+++ DATA +++
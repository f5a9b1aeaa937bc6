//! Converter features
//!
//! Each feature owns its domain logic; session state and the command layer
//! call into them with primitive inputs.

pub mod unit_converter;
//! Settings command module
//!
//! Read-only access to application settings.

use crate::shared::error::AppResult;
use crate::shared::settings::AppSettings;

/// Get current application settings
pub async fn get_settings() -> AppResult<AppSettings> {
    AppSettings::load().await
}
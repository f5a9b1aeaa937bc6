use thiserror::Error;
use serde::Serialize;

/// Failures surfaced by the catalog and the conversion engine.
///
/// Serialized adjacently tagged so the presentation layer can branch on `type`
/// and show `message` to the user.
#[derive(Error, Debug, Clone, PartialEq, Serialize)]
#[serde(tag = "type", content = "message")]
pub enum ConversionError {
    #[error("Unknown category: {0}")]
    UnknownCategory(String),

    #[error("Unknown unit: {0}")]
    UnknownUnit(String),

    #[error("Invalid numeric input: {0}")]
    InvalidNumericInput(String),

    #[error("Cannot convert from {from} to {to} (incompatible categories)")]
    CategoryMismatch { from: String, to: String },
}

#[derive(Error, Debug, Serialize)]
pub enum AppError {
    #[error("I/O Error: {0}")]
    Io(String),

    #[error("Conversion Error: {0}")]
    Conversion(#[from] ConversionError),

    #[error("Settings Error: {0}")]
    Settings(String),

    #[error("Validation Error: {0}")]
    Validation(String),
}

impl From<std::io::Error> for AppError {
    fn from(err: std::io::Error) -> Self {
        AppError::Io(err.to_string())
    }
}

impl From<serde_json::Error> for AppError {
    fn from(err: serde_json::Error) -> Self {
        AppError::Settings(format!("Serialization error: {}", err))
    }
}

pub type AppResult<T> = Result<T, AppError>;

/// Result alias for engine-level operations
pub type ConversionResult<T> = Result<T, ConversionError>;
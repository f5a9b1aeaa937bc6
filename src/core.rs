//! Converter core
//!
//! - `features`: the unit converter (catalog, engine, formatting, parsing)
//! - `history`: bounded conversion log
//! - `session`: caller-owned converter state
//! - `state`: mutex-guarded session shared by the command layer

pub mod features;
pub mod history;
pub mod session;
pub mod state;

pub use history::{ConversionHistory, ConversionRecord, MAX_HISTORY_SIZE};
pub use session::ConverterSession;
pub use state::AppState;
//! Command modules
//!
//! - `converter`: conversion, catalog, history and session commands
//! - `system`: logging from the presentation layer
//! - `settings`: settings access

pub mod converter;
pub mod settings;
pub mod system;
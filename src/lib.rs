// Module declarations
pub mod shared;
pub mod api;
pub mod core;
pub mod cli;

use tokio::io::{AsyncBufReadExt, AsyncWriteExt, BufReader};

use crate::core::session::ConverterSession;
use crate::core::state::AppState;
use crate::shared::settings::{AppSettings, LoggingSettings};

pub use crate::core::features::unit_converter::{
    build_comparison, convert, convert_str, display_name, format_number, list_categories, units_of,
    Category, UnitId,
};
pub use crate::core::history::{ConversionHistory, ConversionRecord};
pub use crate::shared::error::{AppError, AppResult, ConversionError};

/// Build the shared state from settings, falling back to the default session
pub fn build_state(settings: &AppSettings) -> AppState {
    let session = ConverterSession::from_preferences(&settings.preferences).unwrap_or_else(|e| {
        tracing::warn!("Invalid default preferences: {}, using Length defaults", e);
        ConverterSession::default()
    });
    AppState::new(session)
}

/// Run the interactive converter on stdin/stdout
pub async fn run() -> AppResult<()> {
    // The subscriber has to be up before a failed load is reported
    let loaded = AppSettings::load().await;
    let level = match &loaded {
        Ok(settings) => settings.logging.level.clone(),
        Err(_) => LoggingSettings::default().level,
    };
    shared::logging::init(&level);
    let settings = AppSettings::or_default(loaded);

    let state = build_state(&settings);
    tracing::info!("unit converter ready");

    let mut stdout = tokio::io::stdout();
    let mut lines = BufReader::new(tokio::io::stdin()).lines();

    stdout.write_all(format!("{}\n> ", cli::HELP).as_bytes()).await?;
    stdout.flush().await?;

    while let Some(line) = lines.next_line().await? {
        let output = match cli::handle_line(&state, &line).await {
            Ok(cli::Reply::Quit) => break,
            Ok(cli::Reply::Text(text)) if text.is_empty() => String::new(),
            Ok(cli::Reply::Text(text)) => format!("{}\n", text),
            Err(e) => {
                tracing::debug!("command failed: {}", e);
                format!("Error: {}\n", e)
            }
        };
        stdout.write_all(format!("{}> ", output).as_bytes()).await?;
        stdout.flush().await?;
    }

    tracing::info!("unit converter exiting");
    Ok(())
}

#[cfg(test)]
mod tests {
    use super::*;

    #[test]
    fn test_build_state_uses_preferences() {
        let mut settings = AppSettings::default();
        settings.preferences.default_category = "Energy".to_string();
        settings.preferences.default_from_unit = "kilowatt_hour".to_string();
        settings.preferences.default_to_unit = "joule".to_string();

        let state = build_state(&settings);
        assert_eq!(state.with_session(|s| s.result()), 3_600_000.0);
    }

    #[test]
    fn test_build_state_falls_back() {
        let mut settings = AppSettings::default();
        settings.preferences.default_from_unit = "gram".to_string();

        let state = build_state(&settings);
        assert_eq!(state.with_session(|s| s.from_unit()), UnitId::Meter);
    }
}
+++
+++ DATA +++
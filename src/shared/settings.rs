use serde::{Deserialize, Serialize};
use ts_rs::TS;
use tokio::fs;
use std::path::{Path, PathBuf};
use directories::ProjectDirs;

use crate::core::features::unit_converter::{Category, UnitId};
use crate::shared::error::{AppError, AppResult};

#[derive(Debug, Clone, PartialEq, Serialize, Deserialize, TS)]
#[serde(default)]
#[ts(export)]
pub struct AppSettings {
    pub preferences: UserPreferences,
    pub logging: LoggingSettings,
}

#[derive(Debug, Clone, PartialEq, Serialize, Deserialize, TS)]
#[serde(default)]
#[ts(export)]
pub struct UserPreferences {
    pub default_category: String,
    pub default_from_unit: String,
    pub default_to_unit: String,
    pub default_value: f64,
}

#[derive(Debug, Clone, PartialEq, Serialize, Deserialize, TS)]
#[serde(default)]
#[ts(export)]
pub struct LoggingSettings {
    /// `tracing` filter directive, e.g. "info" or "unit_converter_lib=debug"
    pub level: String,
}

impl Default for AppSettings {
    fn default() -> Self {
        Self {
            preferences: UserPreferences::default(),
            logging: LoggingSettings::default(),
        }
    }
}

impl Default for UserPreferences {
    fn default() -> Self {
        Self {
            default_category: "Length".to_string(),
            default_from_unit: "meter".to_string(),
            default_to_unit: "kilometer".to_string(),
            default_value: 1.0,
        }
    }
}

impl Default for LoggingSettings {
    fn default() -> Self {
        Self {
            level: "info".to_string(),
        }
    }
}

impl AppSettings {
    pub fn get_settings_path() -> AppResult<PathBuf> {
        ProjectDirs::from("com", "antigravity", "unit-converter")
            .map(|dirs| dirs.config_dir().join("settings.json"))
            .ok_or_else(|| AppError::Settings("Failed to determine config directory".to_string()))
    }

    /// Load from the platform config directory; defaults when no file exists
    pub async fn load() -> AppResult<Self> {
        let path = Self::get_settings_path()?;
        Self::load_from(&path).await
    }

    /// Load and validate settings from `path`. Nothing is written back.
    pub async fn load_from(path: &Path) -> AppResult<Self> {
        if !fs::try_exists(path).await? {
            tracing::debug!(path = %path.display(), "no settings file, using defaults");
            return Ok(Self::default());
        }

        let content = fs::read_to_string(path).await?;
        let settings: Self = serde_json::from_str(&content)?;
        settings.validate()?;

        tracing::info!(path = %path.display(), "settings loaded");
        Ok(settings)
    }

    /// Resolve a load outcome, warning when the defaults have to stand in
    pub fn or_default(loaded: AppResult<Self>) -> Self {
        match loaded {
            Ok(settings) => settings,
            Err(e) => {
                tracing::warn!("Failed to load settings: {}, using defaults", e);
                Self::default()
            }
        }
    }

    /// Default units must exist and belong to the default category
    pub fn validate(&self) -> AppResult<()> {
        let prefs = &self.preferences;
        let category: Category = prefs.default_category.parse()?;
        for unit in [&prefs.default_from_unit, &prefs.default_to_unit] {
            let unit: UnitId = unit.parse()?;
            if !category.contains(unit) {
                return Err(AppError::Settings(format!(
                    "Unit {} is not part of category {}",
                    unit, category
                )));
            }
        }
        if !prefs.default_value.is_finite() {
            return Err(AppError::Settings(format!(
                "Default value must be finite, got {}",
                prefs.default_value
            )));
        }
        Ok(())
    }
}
+++
▶ [WHAT IS BEING ASKED]
Exactly how many lines in the listing above hold the string "struct"? State the number by itself.

▶ [WRITTEN REPLY]
3